Project 2

Project summary

Existing models for multimorbidity tend to be crude and premised on incomplete data that often lack context. In Project 2, we aim to use complex data sets in populations and individuals to build models for predicting specific health outcomes related to diseases and multimorbidities that are common in populations. We will make use of data from two African HDSS communities in which prevalent diseases tend to show specific clustering patterns i.e. Bushbuckridge in the Mpumalanga province in South Africa (rural/semi-urban) and Nairobi in Kenya (urban). They have rich longitudinal data and many nested research studies with additional data specific to individual projects on subsets of residents, including genomic studies.

Aim 1

Aim 1 will provide detailed scoping of the data described and characterised in Project 1. These data will be available for the models and will include individual level data in the following broad domains: demography, clinic visits, health, medication, verbal autopsy, behaviour, infections, laboratory tests, image data and genetic data. For many variables that change over time we have access to longitudinal data (e.g., weight, laboratory assays on blood and urine, disease states, infection and medication). Importantly, we have genome-wide genotyping (~4500 participants) and whole genome sequencing (~100 participants) data from studies in these two regions to assess the contribution of genetic variation to multimorbidities. We will focus on the following common traits and diseases: Hypertension, obesity, dyslipidemia, diabetes, kidney diseases, HIV infection and tuberculosis.

Aim 2

Aim 2 is specifically related to developing prediction models and we will have two approaches. The first will be calibration of existing risk predictive algorithms using local data with a limited number of variables (age, sex, obesity, smoking, alcohol consumption, high blood pressure and blood glucose, medication use, HIV and tuberculosis status). The second will be employing black-box machine learning models that allow for more complex interactions between features. Some of the outcomes of the models will be population stratification by addressing the following questions: What sub-populations appear more susceptible to developing a disease (or a second or third)? How does treatment (or lack thereof) vary between sub-populations? How are the diseases and treatments linked to mortality?

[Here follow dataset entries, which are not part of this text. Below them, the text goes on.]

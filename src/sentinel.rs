use {
    crate::{
        Error,
        source::{Clock, Micros, ProcStat, StatsSource, SystemClock},
        stat::UserHz,
    },
    tracing::trace,
};

/// observes kernel statistics.
///
/// each tick records the host's cumulative cpu work into a [`SampleBuffer`].
pub struct Sentinel<C = SystemClock, S = ProcStat> {
    /// the clock being used to measure time.
    clock: C,
    /// the underlying source of kernel statistics.
    source: S,
    /// the two most recent samples.
    samples: SampleBuffer,
}

/// the cumulative work the cpus had done at a moment in time.
#[derive(Clone, Copy, Debug, Default, Eq, PartialEq)]
pub struct Sample {
    pub timestamp: Micros,
    pub work: UserHz,
}

/// a double buffer of [`Sample`]s.
///
/// each write lands in the slot that was not written last, so the other slot always holds the
/// sample before it.
#[derive(Debug, Default)]
pub struct SampleBuffer {
    slots: [Option<Sample>; 2],
    /// the index of the slot written most recently.
    latest: usize,
}

// === impl Sentinel ===

impl<C, S> Sentinel<C, S>
where
    C: Clock,
    S: StatsSource,
{
    /// creates a new [`Sentinel`], with both sample slots empty.
    pub fn new(clock: C, source: S) -> Self {
        Self {
            clock,
            source,
            samples: SampleBuffer::default(),
        }
    }

    /// records a [`Sample`] of the cpus' work so far.
    pub fn record_tick(&mut self) -> Result<Sample, Error> {
        let Self {
            clock,
            source,
            samples,
        } = self;

        let timestamp = clock.now()?;
        let time = source.read_aggregate()?;
        let sample = Sample {
            timestamp,
            work: time.work(),
        };
        trace!(?time, ?sample, "recorded sample");

        samples.record(sample);
        Ok(sample)
    }

    /// returns the two most recent samples.
    pub fn samples(&self) -> &SampleBuffer {
        &self.samples
    }
}

// === impl SampleBuffer ===

impl SampleBuffer {
    /// writes a sample into the slot opposite the most recent one.
    pub fn record(&mut self, sample: Sample) {
        let Self { slots, latest } = self;

        *latest ^= 1;
        slots[*latest] = Some(sample);
    }

    /// the sample written most recently.
    pub fn current(&self) -> Option<Sample> {
        self.slots[self.latest]
    }

    /// the sample written before the current one.
    pub fn previous(&self) -> Option<Sample> {
        self.slots[self.latest ^ 1]
    }

    /// returns the `(previous, current)` samples, once both slots have been written.
    pub fn pair(&self) -> Option<(Sample, Sample)> {
        self.previous().zip(self.current())
    }
}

A more general objective will be developed in Aim 3 where we will assess the explainability of the models trained in Aim 2. Critically, we are proposing a new research direction in explainability that detects model interactions for a group of records. Current methods allow for explanations of single records or all (aggregate) records. The main outcomes of Project 2 will be (1) automated stratification to identify key high- risk clusters for targeted public health interventions and (2) models to estimate risk for developing multimorbidities in populations and individuals (including genetic predisposition) to guide clinical decisions and to inform public health interventions.